----- MATERIAL FOR THIS TASK

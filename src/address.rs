//! Address validation
//!
//! Normalizes raw user input into a 20-byte account address before any
//! resolver call is attempted. Comparison happens on the parsed bytes,
//! so two inputs differing only in letter case are the same address.
//! Pure, no I/O.

use crate::errors::FailureKind;
use alloy_primitives::Address;

/// Validate a raw address string.
///
/// Trims surrounding whitespace, requires the `0x` prefix (either case)
/// followed by 40 hex digits. Checksum casing is not enforced.
pub fn validate(raw: &str) -> Result<Address, FailureKind> {
    let trimmed = raw.trim();
    if trimmed.is_empty() {
        return Err(FailureKind::InvalidAddress {
            input: raw.to_string(),
            reason: "empty address".to_string(),
        });
    }

    let Some(hex) = trimmed
        .strip_prefix("0x")
        .or_else(|| trimmed.strip_prefix("0X"))
    else {
        return Err(FailureKind::InvalidAddress {
            input: trimmed.to_string(),
            reason: "missing 0x prefix".to_string(),
        });
    };

    hex.parse::<Address>()
        .map_err(|e| FailureKind::InvalidAddress {
            input: trimmed.to_string(),
            reason: e.to_string(),
        })
}

#[cfg(test)]
mod tests {
    use super::*;

    const ADDR: &str = "0xd8dA6BF26964aF9D7eEd9e03E53415D37aA96045";

    #[test]
    fn accepts_valid_address() {
        let addr = validate(ADDR).unwrap();
        assert_eq!(addr.to_string(), ADDR);
    }

    #[test]
    fn case_variants_parse_to_same_address() {
        let lower = validate(&ADDR.to_lowercase()).unwrap();
        let upper = validate(&format!("0x{}", ADDR[2..].to_uppercase())).unwrap();
        let mixed = validate(ADDR).unwrap();
        assert_eq!(lower, upper);
        assert_eq!(lower, mixed);
    }

    #[test]
    fn trims_whitespace() {
        let addr = validate(&format!("  {}\n", ADDR)).unwrap();
        assert_eq!(addr, validate(ADDR).unwrap());
    }

    #[test]
    fn rejects_empty_input() {
        let err = validate("   ").unwrap_err();
        assert!(matches!(err, FailureKind::InvalidAddress { .. }));
    }

    #[test]
    fn rejects_missing_prefix() {
        let err = validate("d8dA6BF26964aF9D7eEd9e03E53415D37aA96045").unwrap_err();
        assert!(matches!(err, FailureKind::InvalidAddress { .. }));
    }

    #[test]
    fn rejects_wrong_length_and_non_hex() {
        assert!(validate("0x1234").is_err());
        assert!(validate("0xZZdA6BF26964aF9D7eEd9e03E53415D37aA96045").is_err());
        assert!(validate("not-an-address").is_err());
    }
}
use crate::eligibility::EligibilityRecord;
use crate::errors::FailureKind;
use crate::wallet::ClaimReceipt;
use alloy_primitives::Address;
use chrono::{DateTime, Utc};

/// Terminal state of a claim attempt
#[derive(Debug, Clone, PartialEq, Eq)]
pub enum ClaimOutcome {
    /// Submitted, confirmation not yet observed
    Pending,
    /// Mined successfully; `refreshed` is the post-claim eligibility
    /// state, re-resolved rather than assumed (`None` only if the
    /// refresh query itself failed)
    Confirmed {
        receipt: ClaimReceipt,
        refreshed: Option<EligibilityRecord>,
    },
    Rejected(FailureKind),
}

/// A claim transaction attempt. Created at submission time; the
/// preconditions (connected wallet, self-claim identity, claimable
/// record) are enforced before one of these exists.
#[derive(Debug, Clone, PartialEq, Eq)]
pub struct ClaimAttempt {
    pub requester: Address,
    pub target: Address,
    pub submitted_at: DateTime<Utc>,
    pub outcome: ClaimOutcome,
}

impl ClaimAttempt {
    pub(crate) fn submitted(requester: Address, target: Address) -> Self {
        Self {
            requester,
            target,
            submitted_at: Utc::now(),
            outcome: ClaimOutcome::Pending,
        }
    }

    pub fn is_confirmed(&self) -> bool {
        matches!(self.outcome, ClaimOutcome::Confirmed { .. })
    }

    /// The failure kind for a rejected attempt
    pub fn rejection(&self) -> Option<&FailureKind> {
        match &self.outcome {
            ClaimOutcome::Rejected(kind) => Some(kind),
            _ => None,
        }
    }
}
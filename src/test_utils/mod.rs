//! Test utilities and mock implementations.
//!
//! This module provides reusable mock implementations of domain traits
//! for use in unit and integration tests.

pub mod mocks;

use secrecy::SecretString;
use std::sync::Arc;
use std::time::Duration;

use crate::domain::PasswordHasher;
use crate::infra::{BcryptHasher, JwtManager};

pub use mocks::{MockCache, MockConfig, MockDatabase};

pub const TEST_JWT_SECRET: &str = "test-secret-do-not-use-in-production";

/// Lowest bcrypt cost, so hashing doesn't dominate test time.
pub fn fast_hasher() -> Arc<dyn PasswordHasher> {
    Arc::new(BcryptHasher::new(4).expect("bcrypt cost 4 is valid"))
}

/// Token manager with [`TEST_JWT_SECRET`] and a one hour lifetime.
pub fn test_jwt() -> JwtManager {
    test_jwt_with_ttl(Duration::from_secs(3600))
}

pub fn test_jwt_with_ttl(ttl: Duration) -> JwtManager {
    JwtManager::new(&SecretString::from(TEST_JWT_SECRET.to_string()), ttl)
        .expect("test token lifetime is in range")
}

----------

Every line of data must be returned unchanged.

filename src/address.rs
//! Address validation
//!
//! Normalizes raw user input into a 20-byte account address before any
//! resolver call is attempted. Comparison happens on the parsed bytes,
//! so two inputs differing only in letter case are the same address.
//! Pure, no I/O.

use crate::errors::FailureKind;
use alloy_primitives::Address;

/// Validate a raw address string.
///
/// Trims surrounding whitespace, requires the `0x` prefix (either case)
/// followed by 40 hex digits. Checksum casing is not enforced.
pub fn validate(raw: &str) -> Result<Address, FailureKind> {
    let trimmed = raw.trim();
    if trimmed.is_empty() {
        return Err(FailureKind::InvalidAddress {
            input: raw.to_string(),
            reason: "empty address".to_string(),
        });
    }

    let Some(hex) = trimmed
        .strip_prefix("0x")
        .or_else(|| trimmed.strip_prefix("0X"))
    else {
        return Err(FailureKind::InvalidAddress {
            input: trimmed.to_string(),
            reason: "missing 0x prefix".to_string(),
        });
    };

    hex.parse::<Address>()
        .map_err(|e| FailureKind::InvalidAddress {
            input: trimmed.to_string(),
            reason: e.to_string(),
        })
}

#[cfg(test)]
mod tests {
    use super::*;

    const ADDR: &str = "0xd8dA6BF26964aF9D7eEd9e03E53415D37aA96045";

    #[test]
    fn accepts_valid_address() {
        let addr = validate(ADDR).unwrap();
        assert_eq!(addr.to_string(), ADDR);
    }

    #[test]
    fn case_variants_parse_to_same_address() {
        let lower = validate(&ADDR.to_lowercase()).unwrap();
        let upper = validate(&format!("0x{}", ADDR[2..].to_uppercase())).unwrap();
        let mixed = validate(ADDR).unwrap();
        assert_eq!(lower, upper);
        assert_eq!(lower, mixed);
    }

    #[test]
    fn trims_whitespace() {
        let addr = validate(&format!("  {}\n", ADDR)).unwrap();
        assert_eq!(addr, validate(ADDR).unwrap());
    }

    #[test]
    fn rejects_empty_input() {
        let err = validate("   ").unwrap_err();
        assert!(matches!(err, FailureKind::InvalidAddress { .. }));
    }

    #[test]
    fn rejects_missing_prefix() {
        let err = validate("d8dA6BF26964aF9D7eEd9e03E53415D37aA96045").unwrap_err();
        assert!(matches!(err, FailureKind::InvalidAddress { .. }));
    }

    #[test]
    fn rejects_wrong_length_and_non_hex() {
        assert!(validate("0x1234").is_err());
        assert!(validate("0xZZdA6BF26964aF9D7eEd9e03E53415D37aA96045").is_err());
        assert!(validate("not-an-address").is_err());
    }
}
use crate::eligibility::EligibilityRecord;
use crate::errors::FailureKind;
use crate::wallet::ClaimReceipt;
use alloy_primitives::Address;
use chrono::{DateTime, Utc};

/// Terminal state of a claim attempt
#[derive(Debug, Clone, PartialEq, Eq)]
pub enum ClaimOutcome {
    /// Submitted, confirmation not yet observed
    Pending,
    /// Mined successfully; `refreshed` is the post-claim eligibility
    /// state, re-resolved rather than assumed (`None` only if the
    /// refresh query itself failed)
    Confirmed {
        receipt: ClaimReceipt,
        refreshed: Option<EligibilityRecord>,
    },
    Rejected(FailureKind),
}

/// A claim transaction attempt. Created at submission time; the
/// preconditions (connected wallet, self-claim identity, claimable
/// record) are enforced before one of these exists.
#[derive(Debug, Clone, PartialEq, Eq)]
pub struct ClaimAttempt {
    pub requester: Address,
    pub target: Address,
    pub submitted_at: DateTime<Utc>,
    pub outcome: ClaimOutcome,
}

impl ClaimAttempt {
    pub(crate) fn submitted(requester: Address, target: Address) -> Self {
        Self {
            requester,
            target,
            submitted_at: Utc::now(),
            outcome: ClaimOutcome::Pending,
        }
    }

    pub fn is_confirmed(&self) -> bool {
        matches!(self.outcome, ClaimOutcome::Confirmed { .. })
    }

    /// The failure kind for a rejected attempt
    pub fn rejection(&self) -> Option<&FailureKind> {
        match &self.outcome {
            ClaimOutcome::Rejected(kind) => Some(kind),
            _ => None,
        }
    }
}
filename src/test_utils/mod.rs
//! Test utilities and mock implementations.
//!
//! This module provides reusable mock implementations of domain traits
//! for use in unit and integration tests.

pub mod mocks;

use secrecy::SecretString;
use std::sync::Arc;
use std::time::Duration;

use crate::domain::PasswordHasher;
use crate::infra::{BcryptHasher, JwtManager};

pub use mocks::{MockCache, MockConfig, MockDatabase};

pub const TEST_JWT_SECRET: &str = "test-secret-do-not-use-in-production";

/// Lowest bcrypt cost, so hashing doesn't dominate test time.
pub fn fast_hasher() -> Arc<dyn PasswordHasher> {
    Arc::new(BcryptHasher::new(4).expect("bcrypt cost 4 is valid"))
}

/// Token manager with [`TEST_JWT_SECRET`] and a one hour lifetime.
pub fn test_jwt() -> JwtManager {
    test_jwt_with_ttl(Duration::from_secs(3600))
}

pub fn test_jwt_with_ttl(ttl: Duration) -> JwtManager {
    JwtManager::new(&SecretString::from(TEST_JWT_SECRET.to_string()), ttl)
        .expect("test token lifetime is in range")
}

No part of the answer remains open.